Lily Fan, a theatre producer and the founder of Scandobean Productions LLC, is having quite a banner year. As lead producer, Ms. Fan recently opened the first regional production of the multi-award nominated new musical The Other Josh Cohen by David Rossmer and Steve Rosen, directed by Ted Sperling at Paper Mill Playhouse in Millburn, New Jersey; released her first documentary film The Standbys directed by Stephanie Riggs, and has joined the Board of Directors for the New York Musical Theatre Festival (NYMF). Photos: Steve Rosen, David Rossmer, Hannah Elless, Vadim Feichtner, Cathryn Salamone, Ken Triwush and Kate Wetherhead Celebrate The Other Josh Cohen Opening Night
The Other Josh Cohen, a hilarious original musical comedy about good guy Josh Cohen who is caught in a lifetime battle of bad luck and asks the question, “Can a nice guy finish first?”, was produced by Ms. Fan at the Soho Playhouse in 2012. During its Off-Broadway run, The Other Josh Cohen was a 2012 New York Times critics pick and was nominated for 2013 Off Broadway Alliance for Outstanding Musical; 2013 Lucille Lortel Award for Outstanding Musical; 58th Drama Desk Awards for Outstanding Musical, Outstanding Music, Outstanding Lyrics, Outstanding Book of a Musical, Outstanding Actor in a Musical (Steve Rosen), Outstanding Featured Actress in a Musical (Kate Wetherhead). On its current run at Paper Mill Playhouse through March 16, 2014, The Other Josh Cohen has garnered another round of critical praise. “Like its bifurcated hero, “The Other Josh Cohen” is quite winning. Sometimes, nice shows do finish first.” – The Record “The Other Josh Cohen” is a solid winner that’s endearingly written, superbly performed and staged with style and charm.” – The Asbury Park Press https://www.youtube.com/watch?v=cocGS9zM24E Ms. Fan’s foray into producing Off-Broadway began with the original physical comedy show The Rotten Plantains in 2010. Her other Broadway and touring credits include the Tony-nominated 2012 revival of Andrew Lloyd Weber’s Jesus Christ Superstar, David Henry Hwang’s Chinglish on Broadway and first international tour to Hong Kong. She has also invested in the productions of Katori Hall’s The Mountaintop on Broadway starring Samuel L. Jackson and Angela Bassett, The Addams Family (National & Australian tours), Holland Taylor’s original play Ann on Broadway, and Miss Abigail’s Guide to Dating, Mating, and Marriage.
I sat down with Lily over lunch at Cafeteria in New York to learn how she transitioned from her work as an attorney to an accomplished theater and film producer.
Lia: How did The Other Josh Cohen come to you?

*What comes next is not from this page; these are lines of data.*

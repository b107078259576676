//! Key → JSON record tables.
//!
//! Each collection is a table `(key TEXT PRIMARY KEY, value TEXT)` named after
//! the record kind. Per-collection counters live in [`SEQUENCE_TABLE`].
//! Every function here runs inside a transaction owned by the caller.

use crate::datastore::{DataStoreError, Filter, Result};
use rusqlite::{params, Connection, OptionalExtension};
use serde::de::DeserializeOwned;
use serde::Serialize;

pub(super) const SEQUENCE_TABLE: &str = "_sequence";

/// A record type stored in its own collection.
pub(super) trait Record: Serialize + DeserializeOwned {
    const COLLECTION: &'static str;

    fn key(&self) -> String;
}

pub(super) fn create_if_missing(conn: &Connection, name: &str) -> Result<()> {
    conn.execute_batch(&format!(
        "CREATE TABLE IF NOT EXISTS \"{}\" (
            key   TEXT PRIMARY KEY NOT NULL,
            value TEXT NOT NULL
        ) WITHOUT ROWID;",
        name
    ))?;
    Ok(())
}

pub(super) fn create_sequence_table(conn: &Connection) -> Result<()> {
    conn.execute_batch(&format!(
        "CREATE TABLE IF NOT EXISTS \"{}\" (
            collection TEXT PRIMARY KEY NOT NULL,
            value      INTEGER NOT NULL
        );",
        SEQUENCE_TABLE
    ))?;
    Ok(())
}

/// Fails with `CollectionMissing` unless the table exists.
pub(super) fn require(conn: &Connection, name: &'static str) -> Result<()> {
    let exists: bool = conn.query_row(
        "SELECT EXISTS(SELECT 1 FROM sqlite_master WHERE type = 'table' AND name = ?1)",
        params![name],
        |row| row.get(0),
    )?;

    if !exists {
        return Err(DataStoreError::CollectionMissing(name));
    }
    Ok(())
}

fn decode<R: Record>(raw: &str) -> Result<R> {
    serde_json::from_str(raw).map_err(|e| {
        DataStoreError::InvalidData(format!("{} record: {}", R::COLLECTION, e))
    })
}

fn contains(conn: &Connection, name: &str, key: &str) -> Result<bool> {
    let found = conn
        .query_row(
            &format!("SELECT 1 FROM \"{}\" WHERE key = ?1", name),
            params![key],
            |_| Ok(()),
        )
        .optional()?;
    Ok(found.is_some())
}

fn put<R: Record>(conn: &Connection, key: &str, record: &R) -> Result<()> {
    let value = serde_json::to_string(record)?;
    conn.execute(
        &format!(
            "INSERT OR REPLACE INTO \"{}\" (key, value) VALUES (?1, ?2)",
            R::COLLECTION
        ),
        params![key, value],
    )?;
    Ok(())
}

pub(super) fn get<R: Record>(conn: &Connection, key: &str) -> Result<R> {
    require(conn, R::COLLECTION)?;

    let raw: Option<String> = conn
        .query_row(
            &format!("SELECT value FROM \"{}\" WHERE key = ?1", R::COLLECTION),
            params![key],
            |row| row.get(0),
        )
        .optional()?;

    match raw {
        Some(raw) => decode(&raw),
        None => Err(DataStoreError::RecordNotFound),
    }
}

/// Full scan in key order. One undecodable record fails the whole scan,
/// whether or not the filter would have kept it.
pub(super) fn scan<R: Record>(conn: &Connection, filter: &dyn Filter<R>) -> Result<Vec<R>> {
    require(conn, R::COLLECTION)?;

    let mut stmt = conn.prepare(&format!(
        "SELECT value FROM \"{}\" ORDER BY key",
        R::COLLECTION
    ))?;
    let rows = stmt.query_map([], |row| row.get::<_, String>(0))?;

    let mut records = Vec::new();
    for raw in rows {
        let record: R = decode(&raw?)?;
        if filter.check(&record) {
            records.push(record);
        }
    }
    Ok(records)
}

pub(super) fn insert<R: Record>(conn: &Connection, record: &R) -> Result<()> {
    require(conn, R::COLLECTION)?;

    let key = record.key();
    if contains(conn, R::COLLECTION, &key)? {
        return Err(DataStoreError::DuplicateRecord);
    }
    put(conn, &key, record)
}

/// Loads the record, applies `mutate` and writes it back under the same key.
pub(super) fn update<R, F>(conn: &Connection, key: &str, mutate: F) -> Result<R>
where
    R: Record,
    F: FnOnce(&mut R) -> Result<()>,
{
    let mut record: R = get(conn, key)?;
    mutate(&mut record)?;
    put(conn, key, &record)?;
    Ok(record)
}

pub(super) fn remove<R: Record>(conn: &Connection, key: &str) -> Result<()> {
    require(conn, R::COLLECTION)?;

    let removed = conn.execute(
        &format!("DELETE FROM \"{}\" WHERE key = ?1", R::COLLECTION),
        params![key],
    )?;
    if removed == 0 {
        return Err(DataStoreError::RecordNotFound);
    }
    Ok(())
}

/// Allocates the next value of the collection's counter, starting at 1.
/// Values are never handed out twice, even after deletes.
pub(super) fn next_sequence(conn: &Connection, name: &'static str) -> Result<u64> {
    let value: i64 = conn.query_row(
        &format!(
            "INSERT INTO \"{}\" (collection, value) VALUES (?1, 1)
             ON CONFLICT(collection) DO UPDATE SET value = value + 1
             RETURNING value",
            SEQUENCE_TABLE
        ),
        params![name],
        |row| row.get(0),
    )?;
    u64::try_from(value)
        .map_err(|_| DataStoreError::InvalidData(format!("negative sequence for {}", name)))
}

Lily: I saw the show at NYMF in 2010. I just loved it. I loved the character and the clever humor. I love the message it has. I love the encounters. I love how simple the story is. And I knew I had to produce it. As far as me being Josh Cohen, I wouldn’t say that I’ve had the same experiences. I think a lot of people in New York are much kinder and have a bigger heart, more than other people give them credit for. I think that a lot of people outside of New York would say New Yorkers are all mean and selfish. I think there is something about how New Yorkers all really care for each other, and support one another, and get through life together because it is so complicated and so chaotic here. There’s something about returning something that you don’t own, going out of your way – I connect with that. I’ve returned 3 or 4 wallets, I’ve returned 3 or 4 phones. I was at a concert last week and I found someone’s jacket with their phone in it. I charged it up, I found her email in the phone and I emailed her. It took her 5 days to respond to me but she got her jacket and her phone back. So I relate to people making an effort. I myself have also dropped a wallet, and by the time I got home, after running around the city looking for it, I had a message on my machine saying I found your wallet. I believe in karma and think whatever goes around come around.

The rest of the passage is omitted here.